Collected data entries
......

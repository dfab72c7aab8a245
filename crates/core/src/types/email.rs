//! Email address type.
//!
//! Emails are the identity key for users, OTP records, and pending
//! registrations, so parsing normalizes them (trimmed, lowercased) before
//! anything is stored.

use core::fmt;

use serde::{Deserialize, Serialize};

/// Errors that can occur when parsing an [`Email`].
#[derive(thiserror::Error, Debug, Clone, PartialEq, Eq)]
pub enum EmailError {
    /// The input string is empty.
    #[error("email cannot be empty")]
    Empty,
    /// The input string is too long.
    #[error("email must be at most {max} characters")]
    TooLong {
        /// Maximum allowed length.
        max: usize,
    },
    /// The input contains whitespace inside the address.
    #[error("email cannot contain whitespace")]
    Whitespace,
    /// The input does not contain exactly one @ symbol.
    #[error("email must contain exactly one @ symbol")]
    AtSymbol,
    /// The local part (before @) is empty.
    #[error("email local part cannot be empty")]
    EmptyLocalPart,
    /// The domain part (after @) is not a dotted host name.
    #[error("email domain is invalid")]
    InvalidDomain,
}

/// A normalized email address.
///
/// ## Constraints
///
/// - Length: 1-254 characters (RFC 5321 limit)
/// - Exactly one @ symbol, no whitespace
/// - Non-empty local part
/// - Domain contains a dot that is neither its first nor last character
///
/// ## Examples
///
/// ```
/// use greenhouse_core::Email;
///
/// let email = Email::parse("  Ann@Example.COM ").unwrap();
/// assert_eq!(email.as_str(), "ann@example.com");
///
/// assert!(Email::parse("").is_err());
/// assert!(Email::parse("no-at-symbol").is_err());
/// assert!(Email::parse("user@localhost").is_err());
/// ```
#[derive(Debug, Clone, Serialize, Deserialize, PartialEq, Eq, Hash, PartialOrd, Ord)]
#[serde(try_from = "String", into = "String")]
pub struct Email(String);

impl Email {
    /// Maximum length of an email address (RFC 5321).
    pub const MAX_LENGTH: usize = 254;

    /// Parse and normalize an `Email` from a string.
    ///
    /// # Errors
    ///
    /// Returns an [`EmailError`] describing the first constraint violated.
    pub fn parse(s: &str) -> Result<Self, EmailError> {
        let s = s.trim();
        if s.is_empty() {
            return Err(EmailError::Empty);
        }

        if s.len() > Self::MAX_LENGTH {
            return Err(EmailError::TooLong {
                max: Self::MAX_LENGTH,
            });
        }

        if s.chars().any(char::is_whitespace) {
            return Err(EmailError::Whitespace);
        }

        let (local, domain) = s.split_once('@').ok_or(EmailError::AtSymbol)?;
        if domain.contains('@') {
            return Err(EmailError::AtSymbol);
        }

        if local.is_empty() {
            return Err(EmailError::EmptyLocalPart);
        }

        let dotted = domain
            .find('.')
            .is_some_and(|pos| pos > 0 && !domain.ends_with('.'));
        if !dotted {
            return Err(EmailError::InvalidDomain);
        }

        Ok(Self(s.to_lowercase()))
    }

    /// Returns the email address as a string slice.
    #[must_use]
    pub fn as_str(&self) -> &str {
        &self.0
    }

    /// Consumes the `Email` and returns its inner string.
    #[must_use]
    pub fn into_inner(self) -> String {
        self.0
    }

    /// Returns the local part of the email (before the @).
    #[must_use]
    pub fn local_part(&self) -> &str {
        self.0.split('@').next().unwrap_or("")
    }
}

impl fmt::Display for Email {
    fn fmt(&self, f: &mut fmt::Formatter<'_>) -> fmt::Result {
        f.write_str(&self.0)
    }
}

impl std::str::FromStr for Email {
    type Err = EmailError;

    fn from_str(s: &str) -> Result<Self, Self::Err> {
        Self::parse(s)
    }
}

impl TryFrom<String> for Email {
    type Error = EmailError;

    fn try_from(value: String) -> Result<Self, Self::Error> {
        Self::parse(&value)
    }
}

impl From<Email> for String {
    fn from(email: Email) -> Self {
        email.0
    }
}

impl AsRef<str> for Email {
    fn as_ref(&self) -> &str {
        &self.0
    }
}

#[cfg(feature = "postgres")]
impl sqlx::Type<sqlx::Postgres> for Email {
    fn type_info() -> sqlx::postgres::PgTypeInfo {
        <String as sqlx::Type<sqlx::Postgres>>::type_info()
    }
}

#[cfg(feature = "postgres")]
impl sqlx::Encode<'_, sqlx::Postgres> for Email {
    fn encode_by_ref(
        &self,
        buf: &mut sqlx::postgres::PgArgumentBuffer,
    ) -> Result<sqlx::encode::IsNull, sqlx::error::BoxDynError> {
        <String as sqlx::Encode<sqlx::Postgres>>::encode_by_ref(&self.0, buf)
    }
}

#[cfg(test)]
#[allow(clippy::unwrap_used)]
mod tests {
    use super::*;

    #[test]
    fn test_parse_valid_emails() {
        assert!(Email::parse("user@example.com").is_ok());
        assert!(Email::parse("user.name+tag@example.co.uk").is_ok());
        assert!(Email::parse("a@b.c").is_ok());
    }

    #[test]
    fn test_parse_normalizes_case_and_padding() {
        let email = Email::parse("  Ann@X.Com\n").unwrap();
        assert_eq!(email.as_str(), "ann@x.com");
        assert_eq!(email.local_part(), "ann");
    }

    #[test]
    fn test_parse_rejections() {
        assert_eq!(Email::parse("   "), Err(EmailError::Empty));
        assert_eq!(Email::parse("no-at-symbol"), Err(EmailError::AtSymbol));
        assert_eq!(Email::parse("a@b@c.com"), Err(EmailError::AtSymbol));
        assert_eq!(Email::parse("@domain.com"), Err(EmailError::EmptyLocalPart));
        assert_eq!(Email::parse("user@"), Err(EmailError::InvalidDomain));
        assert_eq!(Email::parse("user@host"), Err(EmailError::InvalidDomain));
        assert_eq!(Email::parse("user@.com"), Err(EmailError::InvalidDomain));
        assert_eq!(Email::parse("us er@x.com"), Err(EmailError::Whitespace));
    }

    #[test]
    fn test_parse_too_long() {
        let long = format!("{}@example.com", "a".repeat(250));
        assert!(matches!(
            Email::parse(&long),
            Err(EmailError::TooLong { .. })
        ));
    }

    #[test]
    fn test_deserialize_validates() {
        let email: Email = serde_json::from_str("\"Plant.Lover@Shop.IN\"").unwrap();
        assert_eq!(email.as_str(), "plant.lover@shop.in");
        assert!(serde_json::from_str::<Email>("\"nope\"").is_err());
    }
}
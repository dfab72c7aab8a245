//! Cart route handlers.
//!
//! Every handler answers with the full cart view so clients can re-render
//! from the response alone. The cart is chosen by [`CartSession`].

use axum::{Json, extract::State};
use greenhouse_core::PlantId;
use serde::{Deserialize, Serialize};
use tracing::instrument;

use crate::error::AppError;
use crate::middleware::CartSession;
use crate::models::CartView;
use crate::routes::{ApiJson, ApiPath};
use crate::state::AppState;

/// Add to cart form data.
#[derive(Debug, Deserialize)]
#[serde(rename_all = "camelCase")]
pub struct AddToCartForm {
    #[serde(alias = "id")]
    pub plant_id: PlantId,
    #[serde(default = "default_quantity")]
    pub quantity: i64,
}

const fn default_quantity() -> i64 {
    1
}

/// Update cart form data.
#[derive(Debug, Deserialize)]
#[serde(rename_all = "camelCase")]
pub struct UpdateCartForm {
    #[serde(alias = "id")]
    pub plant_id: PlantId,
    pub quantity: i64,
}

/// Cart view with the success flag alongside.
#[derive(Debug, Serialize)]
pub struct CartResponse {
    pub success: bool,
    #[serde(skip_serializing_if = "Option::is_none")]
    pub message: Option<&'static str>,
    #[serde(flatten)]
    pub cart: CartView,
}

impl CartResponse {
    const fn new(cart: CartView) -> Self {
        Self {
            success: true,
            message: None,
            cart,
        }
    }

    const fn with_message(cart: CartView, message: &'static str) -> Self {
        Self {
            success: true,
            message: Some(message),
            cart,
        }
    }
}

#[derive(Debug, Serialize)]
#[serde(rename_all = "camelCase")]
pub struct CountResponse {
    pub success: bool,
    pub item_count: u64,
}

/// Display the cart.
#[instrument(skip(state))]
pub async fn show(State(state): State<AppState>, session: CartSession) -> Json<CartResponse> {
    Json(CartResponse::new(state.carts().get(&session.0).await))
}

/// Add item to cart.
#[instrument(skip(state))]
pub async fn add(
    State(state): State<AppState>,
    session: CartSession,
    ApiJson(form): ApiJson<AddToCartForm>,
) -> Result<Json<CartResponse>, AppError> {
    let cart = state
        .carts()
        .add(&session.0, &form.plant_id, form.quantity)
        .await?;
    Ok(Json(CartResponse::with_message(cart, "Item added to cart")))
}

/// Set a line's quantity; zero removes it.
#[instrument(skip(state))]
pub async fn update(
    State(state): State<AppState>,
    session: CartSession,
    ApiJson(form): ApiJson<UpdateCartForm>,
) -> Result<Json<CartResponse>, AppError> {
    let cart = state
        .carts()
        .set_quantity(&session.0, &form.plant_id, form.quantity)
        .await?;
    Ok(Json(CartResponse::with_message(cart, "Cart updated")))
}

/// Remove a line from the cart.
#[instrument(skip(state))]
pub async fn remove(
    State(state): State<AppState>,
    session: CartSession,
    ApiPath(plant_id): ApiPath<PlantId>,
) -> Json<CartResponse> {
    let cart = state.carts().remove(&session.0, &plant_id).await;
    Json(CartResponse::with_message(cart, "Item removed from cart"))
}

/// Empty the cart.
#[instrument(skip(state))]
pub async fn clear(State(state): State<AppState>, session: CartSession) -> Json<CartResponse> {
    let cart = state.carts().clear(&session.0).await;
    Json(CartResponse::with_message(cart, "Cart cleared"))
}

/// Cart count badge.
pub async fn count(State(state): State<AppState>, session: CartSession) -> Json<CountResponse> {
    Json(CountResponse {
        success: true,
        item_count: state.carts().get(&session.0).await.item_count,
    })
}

......

▶ [What the task requires]: Go through the records above and return each line in which the word "parsing" occurs.

▶ [Solved exercise]:
//! registrations, so parsing normalizes them (trimmed, lowercased) before
/// Errors that can occur when parsing an [`Email`].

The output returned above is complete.